It is not yet completely clear whether the use of hearing aids and other instruments can prevent the onset of dementia. Hearing loss is known as a modifiable risk factor because it can be addressed and improved. Social isolation and depression contribute 6% of the modifiable dementia risk to potential cases, and hearing loss has long been known to cause both of these conditions.

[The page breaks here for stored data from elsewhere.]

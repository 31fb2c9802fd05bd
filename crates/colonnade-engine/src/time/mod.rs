//! Time subsystem.
//!
//! One `FrameClock` per render loop; call `tick()` once per frame to obtain `FrameTime`.

mod frame_clock;

pub use frame_clock::{FrameClock, FrameTime};
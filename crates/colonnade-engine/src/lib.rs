//! Colonnade engine crate.
//!
//! A small wgpu renderer for static scenes built from procedural shapes.
//! The `frame` module keeps several frames of per-frame GPU state in flight so
//! the CPU records frame N+1 while the GPU still draws frame N; everything else
//! (device, scene, renderer, window runtime) is built around it.

pub mod core;
pub mod device;
pub mod frame;
pub mod input;
pub mod logging;
pub mod render;
pub mod scene;
pub mod time;
pub mod window;
use std::num::NonZeroU64;

use crate::device::WgpuBackend;
use crate::frame::{FrameError, FrameResource, MaterialConstants, ObjectConstants, PassConstants};
use crate::render::{GpuMesh, RenderCtx, RenderTarget};
use crate::scene::Scene;

use super::mesh::vertex_layout;

/// Bind groups pointing at one frame resource's constant buffers.
struct SlotBindings {
    pass: wgpu::BindGroup,
    object: wgpu::BindGroup,
    material: wgpu::BindGroup,
}

/// Opaque lit-geometry renderer.
///
/// Bind group layout:
/// - group 0: pass constants (one slot)
/// - group 1: object constants, dynamic offset per render item
/// - group 2: material constants, dynamic offset per material
///
/// Each ring slot gets its own bind groups, so a frame only ever binds the
/// constant buffers of the frame resource it was recorded for.
pub struct LitRenderer {
    pipeline: wgpu::RenderPipeline,
    slots: Vec<SlotBindings>,
}

impl LitRenderer {
    pub fn new<'r>(
        ctx: &RenderCtx<'_>,
        resources: impl IntoIterator<Item = &'r FrameResource<WgpuBackend>>,
    ) -> Self {
        let shader = ctx.device.create_shader_module(wgpu::ShaderModuleDescriptor {
            label: Some("colonnade lit shader"),
            source: wgpu::ShaderSource::Wgsl(include_str!("shaders/lit.wgsl").into()),
        });

        let pass_layout = uniform_layout::<PassConstants>(ctx.device, "colonnade pass bgl", false);
        let object_layout =
            uniform_layout::<ObjectConstants>(ctx.device, "colonnade object bgl", true);
        let material_layout =
            uniform_layout::<MaterialConstants>(ctx.device, "colonnade material bgl", true);

        let pipeline_layout = ctx
            .device
            .create_pipeline_layout(&wgpu::PipelineLayoutDescriptor {
                label: Some("colonnade lit pipeline layout"),
                bind_group_layouts: &[&pass_layout, &object_layout, &material_layout],
                immediate_size: 0,
            });

        let pipeline = ctx
            .device
            .create_render_pipeline(&wgpu::RenderPipelineDescriptor {
                label: Some("colonnade lit pipeline"),
                layout: Some(&pipeline_layout),

                vertex: wgpu::VertexState {
                    module: &shader,
                    entry_point: Some("vs_main"),
                    compilation_options: Default::default(),
                    buffers: &[vertex_layout()],
                },

                fragment: Some(wgpu::FragmentState {
                    module: &shader,
                    entry_point: Some("fs_main"),
                    compilation_options: Default::default(),
                    targets: &[Some(wgpu::ColorTargetState {
                        format: ctx.surface_format,
                        blend: Some(wgpu::BlendState::REPLACE),
                        write_mask: wgpu::ColorWrites::ALL,
                    })],
                }),

                // Generated meshes mix windings, so nothing is culled.
                primitive: wgpu::PrimitiveState {
                    topology: wgpu::PrimitiveTopology::TriangleList,
                    strip_index_format: None,
                    front_face: wgpu::FrontFace::Ccw,
                    cull_mode: None,
                    polygon_mode: wgpu::PolygonMode::Fill,
                    unclipped_depth: false,
                    conservative: false,
                },

                depth_stencil: Some(wgpu::DepthStencilState {
                    format: ctx.depth_format,
                    depth_write_enabled: true,
                    depth_compare: wgpu::CompareFunction::Less,
                    stencil: wgpu::StencilState::default(),
                    bias: wgpu::DepthBiasState::default(),
                }),
                multisample: wgpu::MultisampleState::default(),

                multiview_mask: None,
                cache: None,
            });

        let slots = resources
            .into_iter()
            .enumerate()
            .map(|(i, frame)| SlotBindings {
                pass: uniform_bind_group::<PassConstants>(
                    ctx.device,
                    &format!("frame {i} pass bind group"),
                    &pass_layout,
                    frame.pass_cb.memory().buffer(),
                ),
                object: uniform_bind_group::<ObjectConstants>(
                    ctx.device,
                    &format!("frame {i} object bind group"),
                    &object_layout,
                    frame.object_cb.memory().buffer(),
                ),
                material: uniform_bind_group::<MaterialConstants>(
                    ctx.device,
                    &format!("frame {i} material bind group"),
                    &material_layout,
                    frame.material_cb.memory().buffer(),
                ),
            })
            .collect();

        Self { pipeline, slots }
    }

    /// Clears `target` and draws every render item of `scene`, reading
    /// constants from `frame` (ring slot `slot`).
    pub fn draw(
        &self,
        target: &mut RenderTarget<'_>,
        slot: usize,
        frame: &FrameResource<WgpuBackend>,
        scene: &Scene,
        mesh: &GpuMesh,
        clear: wgpu::Color,
    ) -> Result<(), FrameError> {
        let bindings = self.slots.get(slot).ok_or(FrameError::SlotOutOfRange {
            index: slot,
            capacity: self.slots.len(),
        })?;

        let mut rpass = target.encoder.begin_render_pass(&wgpu::RenderPassDescriptor {
            label: Some("colonnade lit pass"),
            color_attachments: &[Some(wgpu::RenderPassColorAttachment {
                view: target.color_view,
                resolve_target: None,
                ops: wgpu::Operations {
                    load: wgpu::LoadOp::Clear(clear),
                    store: wgpu::StoreOp::Store,
                },
                depth_slice: None,
            })],
            depth_stencil_attachment: Some(wgpu::RenderPassDepthStencilAttachment {
                view: target.depth_view,
                depth_ops: Some(wgpu::Operations {
                    load: wgpu::LoadOp::Clear(1.0),
                    store: wgpu::StoreOp::Store,
                }),
                stencil_ops: None,
            }),
            timestamp_writes: None,
            occlusion_query_set: None,
            multiview_mask: None,
        });

        if mesh.index_count == 0 {
            return Ok(());
        }

        rpass.set_pipeline(&self.pipeline);
        rpass.set_bind_group(0, &bindings.pass, &[]);
        rpass.set_vertex_buffer(0, mesh.vertex_buffer.slice(..));
        rpass.set_index_buffer(mesh.index_buffer.slice(..), wgpu::IndexFormat::Uint32);

        let geometry = scene.geometry();
        for item in scene.items() {
            let object_offset = frame.object_cb.dynamic_offset(item.id().index())?;
            let material_offset = frame.material_cb.dynamic_offset(item.material().index())?;

            rpass.set_bind_group(1, &bindings.object, &[object_offset]);
            rpass.set_bind_group(2, &bindings.material, &[material_offset]);

            let sub = geometry.submesh(item.mesh());
            rpass.draw_indexed(
                sub.start_index..sub.start_index + sub.index_count,
                sub.base_vertex,
                0..1,
            );
        }

        Ok(())
    }
}

fn binding_size<T>() -> Option<NonZeroU64> {
    NonZeroU64::new(std::mem::size_of::<T>() as u64)
}

fn uniform_layout<T>(device: &wgpu::Device, label: &str, dynamic: bool) -> wgpu::BindGroupLayout {
    device.create_bind_group_layout(&wgpu::BindGroupLayoutDescriptor {
        label: Some(label),
        entries: &[wgpu::BindGroupLayoutEntry {
            binding: 0,
            visibility: wgpu::ShaderStages::VERTEX_FRAGMENT,
            ty: wgpu::BindingType::Buffer {
                ty: wgpu::BufferBindingType::Uniform,
                has_dynamic_offset: dynamic,
                min_binding_size: binding_size::<T>(),
            },
            count: None,
        }],
    })
}

/// Binds one `T`-sized window of `buffer`; dynamic offsets slide it.
fn uniform_bind_group<T>(
    device: &wgpu::Device,
    label: &str,
    layout: &wgpu::BindGroupLayout,
    buffer: &wgpu::Buffer,
) -> wgpu::BindGroup {
    device.create_bind_group(&wgpu::BindGroupDescriptor {
        label: Some(label),
        layout,
        entries: &[wgpu::BindGroupEntry {
            binding: 0,
            resource: wgpu::BindingResource::Buffer(wgpu::BufferBinding {
                buffer,
                offset: 0,
                size: binding_size::<T>(),
            }),
        }],
    })
}
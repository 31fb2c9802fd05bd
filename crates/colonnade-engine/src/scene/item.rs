use glam::Mat4;

use crate::frame::{ConstantSource, DirtyCounter, ObjectConstants};

use super::{ItemId, MaterialId, MeshId};

/// What to draw, with what, and where.
#[derive(Debug, Copy, Clone, PartialEq)]
pub struct ItemDesc {
    pub mesh: MeshId,
    pub material: MaterialId,
    pub world: Mat4,
    pub tex_transform: Mat4,
}

impl ItemDesc {
    pub fn new(mesh: MeshId, material: MaterialId) -> Self {
        Self {
            mesh,
            material,
            world: Mat4::IDENTITY,
            tex_transform: Mat4::IDENTITY,
        }
    }

    pub fn with_world(mut self, world: Mat4) -> Self {
        self.world = world;
        self
    }

    pub fn with_tex_transform(mut self, tex_transform: Mat4) -> Self {
        self.tex_transform = tex_transform;
        self
    }
}

/// One draw call. Owns one slot of the object constant buffer.
#[derive(Debug, Clone)]
pub struct RenderItem {
    id: ItemId,
    mesh: MeshId,
    material: MaterialId,
    world: Mat4,
    tex_transform: Mat4,
    dirty: DirtyCounter,
}

impl RenderItem {
    pub(crate) fn new(id: ItemId, desc: ItemDesc, frames_in_flight: usize) -> Self {
        Self {
            id,
            mesh: desc.mesh,
            material: desc.material,
            world: desc.world,
            tex_transform: desc.tex_transform,
            dirty: DirtyCounter::new(frames_in_flight),
        }
    }

    pub fn id(&self) -> ItemId {
        self.id
    }

    pub fn mesh(&self) -> MeshId {
        self.mesh
    }

    pub fn material(&self) -> MaterialId {
        self.material
    }

    pub fn world(&self) -> Mat4 {
        self.world
    }

    pub fn tex_transform(&self) -> Mat4 {
        self.tex_transform
    }

    pub fn set_world(&mut self, world: Mat4) {
        self.world = world;
        self.dirty.mark();
    }

    pub fn set_tex_transform(&mut self, tex_transform: Mat4) {
        self.tex_transform = tex_transform;
        self.dirty.mark();
    }
}

impl ConstantSource for RenderItem {
    type Constants = ObjectConstants;

    fn slot(&self) -> usize {
        self.id.index()
    }

    fn dirty(&self) -> &DirtyCounter {
        &self.dirty
    }

    fn dirty_mut(&mut self) -> &mut DirtyCounter {
        &mut self.dirty
    }

    fn constants(&self) -> ObjectConstants {
        ObjectConstants {
            world: self.world.to_cols_array_2d(),
            tex_transform: self.tex_transform.to_cols_array_2d(),
        }
    }
}
use crate::device::{Gpu, SurfaceErrorAction, WgpuBackend, WgpuTimeline};
use crate::frame::{CommandAllocator, FrameError, FramePipeline, PassConstants, PipelineConfig};
use crate::render::{GpuMesh, LitRenderer, RenderCtx, RenderTarget};
use crate::scene::Scene;

/// Scene renderer configuration.
#[derive(Debug, Clone, Copy)]
pub struct RendererConfig {
    pub clear_color: wgpu::Color,
}

impl Default for RendererConfig {
    fn default() -> Self {
        // LightSteelBlue
        Self {
            clear_color: wgpu::Color {
                r: 0.690,
                g: 0.769,
                b: 0.871,
                a: 1.0,
            },
        }
    }
}

/// What happened to one `render_frame` call.
#[derive(Debug, Copy, Clone, PartialEq, Eq)]
pub enum FrameOutcome {
    Presented,
    /// No swap-chain image this frame; the frame was still closed with a
    /// fence signal.
    Skipped,
    /// The surface cannot be recovered.
    SurfaceLost,
}

/// Draws a `Scene` through a ring of frame resources.
///
/// The ring size comes from the scene, so every dirty counter in the scene
/// spans exactly the number of frame resources that hold a copy.
pub struct SceneRenderer {
    pipeline: FramePipeline<WgpuBackend, WgpuTimeline>,
    lit: LitRenderer,
    mesh: GpuMesh,
    config: RendererConfig,
}

impl SceneRenderer {
    pub fn new(gpu: &Gpu<'_>, scene: &Scene, config: RendererConfig) -> Result<Self, FrameError> {
        let pipeline = FramePipeline::new(
            &gpu.backend(),
            gpu.timeline(),
            PipelineConfig {
                frames_in_flight: scene.frames_in_flight(),
            },
            scene.resource_desc(),
        )?;

        let ctx = RenderCtx::new(
            gpu.device(),
            gpu.queue(),
            gpu.surface_format(),
            gpu.depth_format(),
        );
        let lit = LitRenderer::new(&ctx, pipeline.resources().iter());
        let mesh = GpuMesh::new(gpu.device(), scene.geometry());

        log::info!(
            "scene renderer ready: {} items, {} materials, {} frames in flight",
            scene.items().len(),
            scene.materials().len(),
            pipeline.frames_in_flight()
        );

        Ok(Self {
            pipeline,
            lit,
            mesh,
            config,
        })
    }

    /// Runs one frame of the protocol:
    /// advance + wait, dirty uploads, pass upload, allocator reset, record,
    /// submit, signal.
    pub fn render_frame(
        &mut self,
        gpu: &mut Gpu<'_>,
        scene: &mut Scene,
        pass: &PassConstants,
    ) -> Result<FrameOutcome, FrameError> {
        self.pipeline.begin_frame()?;
        scene.upload_dirty(&mut self.pipeline)?;
        self.pipeline.current_mut()?.pass_cb.copy_data(0, pass)?;
        let slot = self.pipeline.current_index();

        let outcome = match gpu.begin_frame() {
            Ok(surface) => {
                let frame = self.pipeline.current_mut()?;
                let mut encoder = frame.allocator.reset()?;
                {
                    let mut target =
                        RenderTarget::new(&mut encoder, &surface.view, gpu.depth_view());
                    self.lit.draw(
                        &mut target,
                        slot,
                        frame,
                        scene,
                        &self.mesh,
                        self.config.clear_color,
                    )?;
                }
                gpu.submit(surface, encoder);
                FrameOutcome::Presented
            }
            Err(err) => {
                let reason = err.to_string();
                match gpu.handle_surface_error(err) {
                    SurfaceErrorAction::Fatal => {
                        log::error!("surface lost: {reason}");
                        FrameOutcome::SurfaceLost
                    }
                    action => {
                        log::debug!("frame skipped: {reason} ({action:?})");
                        FrameOutcome::Skipped
                    }
                }
            }
        };

        self.pipeline.end_frame()?;
        Ok(outcome)
    }

    pub fn pipeline(&self) -> &FramePipeline<WgpuBackend, WgpuTimeline> {
        &self.pipeline
    }

    /// Blocks until the GPU has finished everything submitted so far.
    pub fn flush(&mut self) -> Result<(), FrameError> {
        self.pipeline.flush()
    }
}

impl Drop for SceneRenderer {
    fn drop(&mut self) {
        if let Err(e) = self.pipeline.flush() {
            log::error!("failed to flush frame pipeline on shutdown: {e}");
        }
    }
}
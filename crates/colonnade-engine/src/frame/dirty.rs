use bytemuck::Pod;

use super::backend::UploadMemory;
use super::error::FrameError;
use super::upload::UploadBuffer;

/// Countdown of frame resources still holding a stale copy of a value.
///
/// Every ring slot keeps its own copy of each constant record, so an edit has
/// to be uploaded once per slot. The counter starts at the ring size, is reset
/// to it on every edit, and loses one per upload.
#[derive(Debug, Copy, Clone, PartialEq, Eq)]
pub struct DirtyCounter {
    remaining: u32,
    span: u32,
}

impl DirtyCounter {
    /// A counter for a ring of `frames_in_flight` slots, dirty from the start.
    pub fn new(frames_in_flight: usize) -> Self {
        let span = frames_in_flight as u32;
        Self {
            remaining: span,
            span,
        }
    }

    /// Records an edit. Pending uploads restart from the full span.
    #[inline]
    pub fn mark(&mut self) {
        self.remaining = self.span;
    }

    #[inline]
    pub fn is_dirty(&self) -> bool {
        self.remaining > 0
    }

    #[inline]
    pub fn remaining(&self) -> u32 {
        self.remaining
    }

    #[inline]
    pub fn span(&self) -> u32 {
        self.span
    }

    /// Counts one upload. Returns false if there was nothing left to upload.
    pub fn consume(&mut self) -> bool {
        if self.remaining == 0 {
            return false;
        }
        self.remaining -= 1;
        true
    }
}

/// Something that owns one slot of a constant buffer.
pub trait ConstantSource {
    type Constants: Pod;

    /// Slot index, stable for the lifetime of the source.
    fn slot(&self) -> usize;

    fn dirty(&self) -> &DirtyCounter;

    fn dirty_mut(&mut self) -> &mut DirtyCounter;

    /// Current live value. Uploads always use this, never a queued edit.
    fn constants(&self) -> Self::Constants;
}

/// Uploads every dirty source into `buffer` and counts the upload.
///
/// Returns how many slots were written. A failed write leaves that source's
/// counter untouched.
pub fn propagate<'a, S, M, I>(
    sources: I,
    buffer: &mut UploadBuffer<S::Constants, M>,
) -> Result<usize, FrameError>
where
    S: ConstantSource + 'a,
    M: UploadMemory,
    I: IntoIterator<Item = &'a mut S>,
{
    let mut uploaded = 0;
    for source in sources {
        if !source.dirty().is_dirty() {
            continue;
        }
        buffer.copy_data(source.slot(), &source.constants())?;
        source.dirty_mut().consume();
        uploaded += 1;
    }
    Ok(uploaded)
}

With this in mind, treating hearing loss, by default, often also takes care of two other major factors, and could potentially reduce dementia risk by 15%. Other risk factors could be addressed: by stopping smoking, keeping your mind agile, and regular exercise, and you could potentially negate most of the prospective 35% risk – vastly reducing the possibility of dementia onset.

Dementia is an unfortunate inevitability for many people. However disheartening this seems, to be able to potentially negate the effects of 35% of the risks puts us in a very strong position. Knowledge is always the first step towards a cure, and though currently all advice is only preventative, we are certainly heading in the right direction.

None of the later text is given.